Is everyone ready for interleague baseball?

Michael Rushton
Phanatic Magazine

This won't be the first time you read the following line, but it needs to be said again anyway: I hate interleague baseball.

Hate is a strong word, but I feel comfortable using it here. Much like John McMullen hates the DMV, or Jared Trexler hates the Philadelphia Eagles (see any Trexler Steelers article), I hate interleague play.

For starters, as a colleague of mine pointed out, it does sell tickets...in two cites.

That's it. New York and Chicago. Maybe on the west coast, when the Athletics play the Giants, but that's it. Baseball will point to ticket sales this weekend and say it works everywhere. But let's schedule the Royals and Rockies during the week -- not the weekend when a lot of ball parks traditionally fill up any way -- and look at the sales.

I hate interleague baseball. Just like Steve Lienert hates the Eagles' blue and gold anniversary uniforms and Tim McManus hates the NBA (okay he doesn't hate it, but he is the less cynical member of the group).

It cheapens the All-Star game even further. The mid-season classic has already been downgraded enough as it is, home-field advantage be damned, and interleague play was one of the proprietors.

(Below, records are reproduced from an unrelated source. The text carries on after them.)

//! Collaborator Interfaces
//!
//! The engine renders a pipeline but does not own the project around it.
//! Files, render textures, diagnostics, plugins and audio live with the host
//! and are reached through the traits in this module.
//!
//! [`EngineServices`] bundles them for the engine. Only the project files and
//! the object registry are mandatory; the message stack and plugin registry
//! are owned by the bundle.

pub mod audio;
pub mod messages;
pub mod objects;
pub mod plugin;
pub mod project;

pub use audio::AudioStream;
pub use messages::{Message, MessageStack, Severity};
pub use objects::{ObjectRegistry, PluginObject, RenderTexture, RenderTextureId, ResourceBinding};
pub use plugin::{Plugin, PluginRef, PluginRegistry};
pub use project::{DiskProject, ProjectFiles, ShaderTranscompiler, TranscompileRequest};

/// Everything the engine consults besides the GPU device.
pub struct EngineServices {
    pub project: Box<dyn ProjectFiles>,
    pub objects: Box<dyn ObjectRegistry>,
    pub messages: MessageStack,
    pub plugins: PluginRegistry,
    pub transcompiler: Option<Box<dyn ShaderTranscompiler>>,
}

impl EngineServices {
    pub fn new(project: Box<dyn ProjectFiles>, objects: Box<dyn ObjectRegistry>) -> Self {
        Self {
            project,
            objects,
            messages: MessageStack::new(),
            plugins: PluginRegistry::new(),
            transcompiler: None,
        }
    }

    #[must_use]
    pub fn with_transcompiler(mut self, transcompiler: Box<dyn ShaderTranscompiler>) -> Self {
        self.transcompiler = Some(transcompiler);
        self
    }
}
//! Utility Module
//!
//! - [`time`]: pausable frame clock
//! - [`paths`]: lexical path normalization used by the include resolver

pub mod paths;
pub mod time;

pub use paths::normalize_path;
pub use time::FrameClock;
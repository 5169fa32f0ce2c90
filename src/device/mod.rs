//! GPU Device Abstraction
//!
//! The engine talks to the GPU exclusively through [`GpuDevice`]. Handles are
//! small `Copy` newtypes; descriptors borrow their labels so call sites do not
//! allocate.
//!
//! The `wgpu` feature adds [`wgpu::WgpuDevice`], a backend built on `wgpu`
//! that accepts GL-style GLSL through naga.

pub mod handles;
pub mod traits;
pub mod types;

#[cfg(feature = "wgpu")]
pub mod wgpu;

pub use handles::{BufferId, FramebufferId, ProgramId, TextureId};
pub use traits::GpuDevice;
pub use types::{
    BufferDescriptor, BufferUsage, ColorAttachments, DepthStencilClear, DeviceCapabilities,
    DrawCall, FramebufferDescriptor, FramebufferStatus, MemoryBarrier, PrimitiveTopology,
    ProgramDescriptor, ProgramStages, RenderPassDescriptor, StageSource, TextureDescriptor,
    TextureFormat, TextureKind,
};
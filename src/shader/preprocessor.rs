//! Shader Preprocessor
//!
//! Two text transforms run before a stage is handed to the compiler:
//!
//! 1. [`IncludeResolver::expand`] splices `#include` directives recursively.
//! 2. [`inject_macros`] inserts the pass's `#define`s after `#version`.
//!
//! Both shift the line numbers the compiler reports. The number of lines
//! added above the author's code is tracked as the *line bias* and
//! subtracted again when diagnostics are parsed.
//!
//! Include expansion keeps a stack of the files currently being expanded,
//! seeded with the root file. A directive naming a file already on the stack
//! is reported once and dropped, so expansion terminates on cyclic include
//! graphs.

use std::path::{Path, PathBuf};

use crate::pipeline::ShaderMacro;
use crate::services::{ProjectFiles, Severity};
use crate::utils::normalize_path;

const INCLUDE_DIRECTIVE: &str = "#include";
const VERSION_DIRECTIVE: &str = "#version";

/// A problem found while expanding includes.
#[derive(Debug, Clone, PartialEq, Eq)]
pub struct PreprocessDiagnostic {
    pub severity: Severity,
    pub text: String,
}

/// Result of include expansion.
#[derive(Debug, Clone, Default, PartialEq, Eq)]
pub struct PreprocessedSource {
    pub source: String,
    /// Lines added to the source by expansion.
    pub line_bias: u32,
    /// Every file spliced in, in expansion order.
    pub includes: Vec<PathBuf>,
    pub diagnostics: Vec<PreprocessDiagnostic>,
}

impl PreprocessedSource {
    #[must_use]
    pub fn has_errors(&self) -> bool {
        self.diagnostics
            .iter()
            .any(|d| d.severity == Severity::Error)
    }
}

/// Resolves `#include` directives against the project files.
///
/// Each file name is looked up in `include_paths`, in order, and then in the
/// directory of the including file. The first candidate that exists wins.
pub struct IncludeResolver<'a> {
    files: &'a dyn ProjectFiles,
    include_paths: &'a [PathBuf],
}

impl<'a> IncludeResolver<'a> {
    pub fn new(files: &'a dyn ProjectFiles, include_paths: &'a [PathBuf]) -> Self {
        Self {
            files,
            include_paths,
        }
    }

    /// Expands every include of `source`, which was read from `path`.
    #[must_use]
    pub fn expand(&self, source: &str, path: &Path) -> PreprocessedSource {
        let mut out = PreprocessedSource {
            source: source.to_owned(),
            ..Default::default()
        };

        let mut stack = vec![normalize_path(path)];
        let mut text = std::mem::take(&mut out.source);
        self.expand_into(&mut text, &mut stack, &mut out);

        let added = count_lines(&text).saturating_sub(count_lines(source));
        out.line_bias = u32::try_from(added).unwrap_or(u32::MAX);
        out.source = text;
        out
    }

    fn expand_into(&self, src: &mut String, stack: &mut Vec<PathBuf>, out: &mut PreprocessedSource) {
        let mut search_from = 0;

        while let Some(offset) = src[search_from..].find(INCLUDE_DIRECTIVE) {
            let loc = search_from + offset;

            // only directives starting a line count
            if loc != 0 && src.as_bytes()[loc - 1] != b'\n' {
                search_from = loc + INCLUDE_DIRECTIVE.len();
                continue;
            }

            let line_end = src[loc..].find('\n').map_or(src.len(), |e| loc + e);
            let file_name = parse_include_name(&src[loc..line_end]);
            src.replace_range(loc..line_end, "");
            search_from = loc;

            let Some(file_name) = file_name else {
                out.diagnostics.push(PreprocessDiagnostic {
                    severity: Severity::Warning,
                    text: "Malformed #include directive".to_owned(),
                });
                continue;
            };

            let Some(resolved) = self.locate(&file_name, stack.last().map(PathBuf::as_path)) else {
                out.diagnostics.push(PreprocessDiagnostic {
                    severity: Severity::Warning,
                    text: format!("Cannot find included file \"{file_name}\""),
                });
                continue;
            };

            if stack.contains(&resolved) {
                out.diagnostics.push(PreprocessDiagnostic {
                    severity: Severity::Error,
                    text: "Recursive #include detected".to_owned(),
                });
                continue;
            }

            let mut included = match self.files.read_to_string(&resolved) {
                Ok(text) => text,
                Err(err) => {
                    out.diagnostics.push(PreprocessDiagnostic {
                        severity: Severity::Warning,
                        text: format!("Failed to read included file \"{}\": {err}", resolved.display()),
                    });
                    continue;
                }
            };

            stack.push(resolved.clone());
            self.expand_into(&mut included, stack, out);
            stack.pop();

            out.includes.push(resolved);
            src.insert_str(loc, &included);
            search_from = loc + included.len();
        }
    }

    fn locate(&self, file_name: &str, including: Option<&Path>) -> Option<PathBuf> {
        let own_dir = including.map(|p| p.parent().unwrap_or_else(|| Path::new("")));

        self.include_paths
            .iter()
            .map(PathBuf::as_path)
            .chain(own_dir)
            .map(|dir| normalize_path(&dir.join(file_name)))
            .find(|candidate| self.files.exists(candidate))
    }
}

/// Extracts the file name of `#include "name"` or `#include <name>`.
fn parse_include_name(directive: &str) -> Option<String> {
    let open = directive.find(['"', '<'])?;
    let rest = &directive[open + 1..];
    let close = rest.find(['"', '>'])?;
    let name = rest[..close].trim();
    (!name.is_empty()).then(|| name.to_owned())
}

fn count_lines(text: &str) -> usize {
    text.bytes().filter(|&b| b == b'\n').count()
}

/// Inserts one `#define` line per active macro right after the `#version`
/// line, in list order. Sources without `#version` get the defines at the
/// very top.
///
/// Returns the number of inserted lines.
pub fn inject_macros(source: &mut String, macros: &[ShaderMacro]) -> u32 {
    let mut defines = String::new();
    let mut count = 0;
    for m in macros.iter().filter(|m| m.active) {
        defines.push_str(&m.define_line());
        defines.push('\n');
        count += 1;
    }

    if count == 0 {
        return 0;
    }

    let insert_at = match source.find(VERSION_DIRECTIVE) {
        Some(version) => match source[version..].find('\n') {
            Some(newline) => version + newline + 1,
            None => {
                source.push('\n');
                source.len()
            }
        },
        None => 0,
    };

    source.insert_str(insert_at, &defines);
    count
}

#[cfg(test)]
mod tests {
    use std::collections::HashMap;
    use std::io;

    use super::*;

    #[derive(Default)]
    struct Files(HashMap<PathBuf, String>);

    impl Files {
        fn with(mut self, path: &str, text: &str) -> Self {
            self.0.insert(PathBuf::from(path), text.to_owned());
            self
        }
    }

    impl ProjectFiles for Files {
        fn resolve(&self, path: &Path) -> PathBuf {
            normalize_path(path)
        }

        fn exists(&self, path: &Path) -> bool {
            self.0.contains_key(&normalize_path(path))
        }

        fn read_to_string(&self, path: &Path) -> io::Result<String> {
            self.0
                .get(&normalize_path(path))
                .cloned()
                .ok_or_else(|| io::Error::from(io::ErrorKind::NotFound))
        }
    }

    #[test]
    fn test_macros_follow_version_line_in_order() {
        let mut src = "#version 330\nvoid main(){}".to_owned();
        let macros = [
            ShaderMacro::new("A", "1"),
            ShaderMacro {
                active: false,
                ..ShaderMacro::new("SKIP", "0")
            },
            ShaderMacro::new("B", ""),
        ];

        assert_eq!(inject_macros(&mut src, &macros), 2);
        assert_eq!(src, "#version 330\n#define A 1\n#define B\nvoid main(){}");
    }

    #[test]
    fn test_macros_without_version() {
        let mut src = "void main(){}".to_owned();
        inject_macros(&mut src, &[ShaderMacro::new("X", "2")]);
        assert_eq!(src, "#define X 2\nvoid main(){}");

        let mut src = "#version 450".to_owned();
        inject_macros(&mut src, &[ShaderMacro::new("X", "2")]);
        assert_eq!(src, "#version 450\n#define X 2\n");
    }

    #[test]
    fn test_nested_includes_splice_in_order() {
        let files = Files::default()
            .with("lib/a.glsl", "float a;\n#include \"b.glsl\"\n")
            .with("lib/b.glsl", "float b;\n");
        let paths = [PathBuf::from("lib")];
        let resolver = IncludeResolver::new(&files, &paths);

        let out = resolver.expand("#version 330\n#include <a.glsl>\nvoid main(){}\n", Path::new("main.vert"));

        assert_eq!(out.source, "#version 330\nfloat a;\nfloat b;\n\n\nvoid main(){}\n");
        assert_eq!(out.line_bias, 3);
        assert_eq!(out.includes, vec![PathBuf::from("lib/b.glsl"), PathBuf::from("lib/a.glsl")]);
        assert!(out.diagnostics.is_empty());
    }

    #[test]
    fn test_including_file_directory_is_searched_last() {
        let files = Files::default()
            .with("shaders/common.glsl", "// local\n")
            .with("inc/common.glsl", "// from include path\n");
        let paths = [PathBuf::from("inc")];
        let resolver = IncludeResolver::new(&files, &paths);

        let out = resolver.expand("#include \"common.glsl\"\n", Path::new("shaders/main.frag"));
        assert!(out.source.starts_with("// from include path"));

        let resolver = IncludeResolver::new(&files, &[]);
        let out = resolver.expand("#include \"common.glsl\"\n", Path::new("shaders/main.frag"));
        assert!(out.source.starts_with("// local"));
    }

    #[test]
    fn test_directive_not_starting_a_line_is_ignored() {
        let files = Files::default().with("x.glsl", "X\n");
        let resolver = IncludeResolver::new(&files, &[]);
        let src = "// #include \"x.glsl\"\n";
        let out = resolver.expand(src, Path::new("main.frag"));
        assert_eq!(out.source, src);
        assert_eq!(out.line_bias, 0);
    }

    #[test]
    fn test_include_cycle_terminates_with_one_error() {
        let files = Files::default()
            .with("a.glsl", "// a\n#include \"b.glsl\"\n")
            .with("b.glsl", "// b\n#include \"a.glsl\"\n");
        let resolver = IncludeResolver::new(&files, &[]);

        let root = files.0[Path::new("a.glsl")].clone();
        let out = resolver.expand(&root, Path::new("a.glsl"));

        let errors: Vec<_> = out
            .diagnostics
            .iter()
            .filter(|d| d.severity == Severity::Error)
            .collect();
        assert_eq!(errors.len(), 1);
        assert_eq!(errors[0].text, "Recursive #include detected");
        assert!(!out.source.contains("#include"));
        assert_eq!(out.source, "// a\n// b\n\n\n");
    }

    #[test]
    fn test_missing_include_is_removed_with_warning() {
        let files = Files::default();
        let resolver = IncludeResolver::new(&files, &[]);
        let out = resolver.expand("#include \"nope.glsl\"\nvoid main(){}", Path::new("m.vert"));
        assert_eq!(out.source, "\nvoid main(){}");
        assert_eq!(out.diagnostics.len(), 1);
        assert_eq!(out.diagnostics[0].severity, Severity::Warning);
        assert!(!out.has_errors());
    }
}
//! Engine Settings
//!
//! [`EngineSettings`] is the host-facing configuration of the render engine.
//! It is read on every frame, so changes made through
//! [`RenderEngine::settings_mut`](crate::engine::RenderEngine::settings_mut)
//! take effect on the next [`render`](crate::engine::RenderEngine::render).
//!
//! # Fields
//!
//! | Field               | Description                                     | Default          |
//! |---------------------|-------------------------------------------------|------------------|
//! | `msaa_samples`      | Sample count of the window MSAA companions       | `1` (off)        |
//! | `clear_color`       | Clear color of the window target                | Black (0,0,0,1)  |
//! | `use_alpha_channel` | Window color target keeps an alpha channel       | `false`          |
//! | `include_paths`     | Directories searched by `#include`              | Empty            |
//! | `cache_debounce`    | Minimum delay between same-size reconciliations | 0.5 s            |
//! | `hlsl_extensions`   | File extensions treated as HLSL                 | `["hlsl"]`       |
//! | `vulkan_extensions` | File extensions treated as Vulkan GLSL          | `["vk"]`         |
//!
//! Settings derive `serde` traits so hosts can persist them with the project.
//!
//! ```rust,ignore
//! use prism::settings::EngineSettings;
//!
//! let settings = EngineSettings {
//!     msaa_samples: 4,
//!     include_paths: vec!["shaders/common".into()],
//!     ..Default::default()
//! };
//! ```

use std::path::{Path, PathBuf};
use std::time::Duration;

use glam::Vec4;
use serde::{Deserialize, Serialize};

use crate::shader::ShaderLanguage;

/// Default delay between two reconciliations of a pipeline whose item count
/// did not change.
pub const DEFAULT_CACHE_DEBOUNCE: Duration = Duration::from_millis(500);

/// Global configuration for the render engine.
#[derive(Debug, Clone, PartialEq, Serialize, Deserialize)]
#[serde(default)]
pub struct EngineSettings {
    // === Targets ===
    /// MSAA sample count used for the multisampled companions of the window
    /// target. `1` disables multisampling and the resolve step.
    pub msaa_samples: u32,

    /// Clear color of the window target.
    pub clear_color: Vec4,

    /// Whether the window color target is created with an alpha channel.
    pub use_alpha_channel: bool,

    // === Shaders ===
    /// Directories searched, in order, when resolving `#include` directives.
    /// The including file's own directory is always searched last.
    pub include_paths: Vec<PathBuf>,

    /// File extensions (without the dot) compiled as HLSL.
    pub hlsl_extensions: Vec<String>,

    /// File extensions (without the dot) compiled as Vulkan GLSL.
    pub vulkan_extensions: Vec<String>,

    // === Cache ===
    /// Minimum time between two reconciliations when the item count is
    /// unchanged. Structural edits that change the count are picked up on the
    /// next frame regardless.
    pub cache_debounce: Duration,
}

impl Default for EngineSettings {
    fn default() -> Self {
        Self {
            msaa_samples: 1,
            clear_color: Vec4::new(0.0, 0.0, 0.0, 1.0),
            use_alpha_channel: false,
            include_paths: Vec::new(),
            hlsl_extensions: vec!["hlsl".to_string()],
            vulkan_extensions: vec!["vk".to_string()],
            cache_debounce: DEFAULT_CACHE_DEBOUNCE,
        }
    }
}

impl EngineSettings {
    /// Returns `true` when the window target renders through MSAA companions.
    #[inline]
    #[must_use]
    pub fn msaa_enabled(&self) -> bool {
        self.msaa_samples > 1
    }

    /// Detects the shading language of a source file from its extension.
    #[must_use]
    pub fn language_of(&self, path: &Path) -> ShaderLanguage {
        let Some(ext) = path.extension().and_then(|e| e.to_str()) else {
            return ShaderLanguage::Glsl;
        };

        let matches = |list: &[String]| list.iter().any(|e| e.eq_ignore_ascii_case(ext));
        if matches(&self.hlsl_extensions) {
            ShaderLanguage::Hlsl
        } else if matches(&self.vulkan_extensions) {
            ShaderLanguage::VulkanGlsl
        } else {
            ShaderLanguage::Glsl
        }
    }
}
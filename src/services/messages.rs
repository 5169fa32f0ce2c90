//! Diagnostic message stack.
//!
//! Compiler output and engine-level problems are collected here, grouped by
//! the name of the item they belong to, so the host can list them next to the
//! item. Every message is also forwarded to the `log` facade.

use serde::{Deserialize, Serialize};

use crate::shader::ShaderStage;

#[derive(Debug, Clone, Copy, PartialEq, Eq, Hash, PartialOrd, Ord, Serialize, Deserialize)]
pub enum Severity {
    Message,
    Warning,
    Error,
}

/// One diagnostic record.
#[derive(Debug, Clone, PartialEq, Eq, Serialize, Deserialize)]
pub struct Message {
    /// Name of the pipeline item the message belongs to.
    pub group: String,
    pub severity: Severity,
    pub text: String,
    /// Line in the author's source file, if known.
    pub line: Option<u32>,
    pub stage: Option<ShaderStage>,
}

#[derive(Debug, Default)]
pub struct MessageStack {
    messages: Vec<Message>,
}

impl MessageStack {
    #[must_use]
    pub fn new() -> Self {
        Self::default()
    }

    pub fn add(
        &mut self,
        group: impl Into<String>,
        severity: Severity,
        text: impl Into<String>,
        line: Option<u32>,
        stage: Option<ShaderStage>,
    ) {
        let message = Message {
            group: group.into(),
            severity,
            text: text.into(),
            line,
            stage,
        };

        let line_suffix = message.line.map(|l| format!(" (line {l})")).unwrap_or_default();
        match severity {
            Severity::Error => log::error!("[{}] {}{}", message.group, message.text, line_suffix),
            Severity::Warning => log::warn!("[{}] {}{}", message.group, message.text, line_suffix),
            Severity::Message => log::info!("[{}] {}", message.group, message.text),
        }

        self.messages.push(message);
    }

    /// Removes every message of `group`.
    pub fn clear_group(&mut self, group: &str) {
        self.messages.retain(|m| m.group != group);
    }

    pub fn clear(&mut self) {
        self.messages.clear();
    }

    #[must_use]
    pub fn messages(&self) -> &[Message] {
        &self.messages
    }

    /// Messages of one group, in insertion order.
    pub fn group<'a>(&'a self, group: &'a str) -> impl Iterator<Item = &'a Message> + 'a {
        self.messages.iter().filter(move |m| m.group == group)
    }

    #[must_use]
    pub fn error_count(&self) -> usize {
        self.messages
            .iter()
            .filter(|m| m.severity == Severity::Error)
            .count()
    }
}
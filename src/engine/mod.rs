//! Render Engine
//!
//! [`RenderEngine`] keeps a [`Pipeline`] in sync with live GPU objects and
//! renders it. Each call to [`render`](RenderEngine::render) runs:
//!
//! ```text
//! tick clock ─► resize window targets? ─► reconcile cache (debounced)
//!     ─► plugins.begin_render ─► FrameExecutor ─► plugins.end_render
//!     ─► snapshot + frame index ─► finish_frame ─► resolve pending pick
//! ```
//!
//! The engine never holds on to the pipeline between calls. Every method that
//! needs it takes it by reference, and GPU resources are matched to items by
//! [`ItemId`].
//!
//! | Module           | Responsibility                                     |
//! |------------------|----------------------------------------------------|
//! | [`cache`]        | Records of top-level items and their reconciliation |
//! | [`framebuffers`] | Per-pass framebuffers and their invalidation         |
//! | [`context`]      | Per-frame values read by shaders and plugins         |
//! | `executor`       | Recording one frame through the device               |
//! | [`window`]       | The shared window surface                            |

pub mod cache;
pub mod context;
pub(crate) mod executor;
pub mod framebuffers;
pub mod window;

use std::path::Path;
use std::time::Instant;

use glam::{UVec2, Vec2, Vec4};
use rustc_hash::FxHashSet;
use smallvec::SmallVec;

pub use cache::{CacheKey, CachedItem, CachedResources, ReconcilePlan, ResourceCache};
pub use context::{FrameContext, FrameSnapshot};
pub use framebuffers::{FramebufferManager, PassFramebuffers};
pub use window::WindowTargets;

use executor::{FrameExecutor, bind_pass_resources, draw_item, pass_viewport, world_transform};
use framebuffers::resolve_target;

use crate::device::{
    DepthStencilClear, DeviceCapabilities, GpuDevice, ProgramDescriptor, ProgramId,
    ProgramStages, RenderPassDescriptor, StageSource, TextureId,
};
use crate::errors::{CompileError, DeviceError, Result};
use crate::picking::pixel::{normalize_color, pixel_coordinate};
use crate::picking::{
    DebugIdMap, PickCallback, PickSession, PixelInfo, PixelTarget, Ray, Selection, decode_id,
};
use crate::pipeline::variables::{apply_overrides, restore_overrides};
use crate::pipeline::{
    ItemId, ItemKind, ItemVariableValue, Pipeline, PipelineItem, RenderTargetRef, ShaderPass,
};
use crate::services::{EngineServices, Severity};
use crate::settings::EngineSettings;
use crate::shader::{
    ComputeSource, PICK_INDEX_FRAGMENT, PassSources, PickIndexSource, ShaderCompiler, ShaderStage,
    StageCode, inject_pick_index,
};
use crate::utils::{FrameClock, normalize_path};

/// Synchronizes a pipeline with GPU resources and renders it.
pub struct RenderEngine<D: GpuDevice> {
    device: D,
    services: EngineServices,
    settings: EngineSettings,
    capabilities: DeviceCapabilities,

    cache: ResourceCache,
    framebuffers: FramebufferManager,
    window: Option<WindowTargets>,
    last_size: Option<UVec2>,
    /// Set when settings or a cache flush require new window targets even
    /// though the size is unchanged.
    recreate_window: bool,

    context: FrameContext,
    clock: FrameClock,

    selection: Selection,
    pending_pick: Option<PickSession>,
    item_variable_values: Vec<ItemVariableValue>,
    debug_ids: DebugIdMap,
    geometry_targets: FxHashSet<RenderTargetRef>,
}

It used to be a yearly treat to see the best of the two leagues get together on the field and play some ball. Now, combined with horrendous fan voting, it is a mere distraction on a lazy July day.

If I wanted to see Scott Kazmir hurl against Miguel Cabrera, I would lick my chops for the All-Star game. It's a matchup we wouldn't get to see otherwise. Now, I get possibly two chances every year.

That's good, right? Not really, now its just another game between two bad clubs.

And along those lines, we should never be able to discuss how two World Series teams fared against each other in the regular season. It just shouldn't happen. Like the All-Star game, it makes the Fall Classic lose some mystic.

I hate interleague baseball.

1 comment:

Ben said...

It was a novel idea at the time whose time has past.

It makes the schedule for certain teams more difficult when it comes to the Wild Card race, as evidenced by the last 2 years when the phils had a much harder slate of games then NL West teams.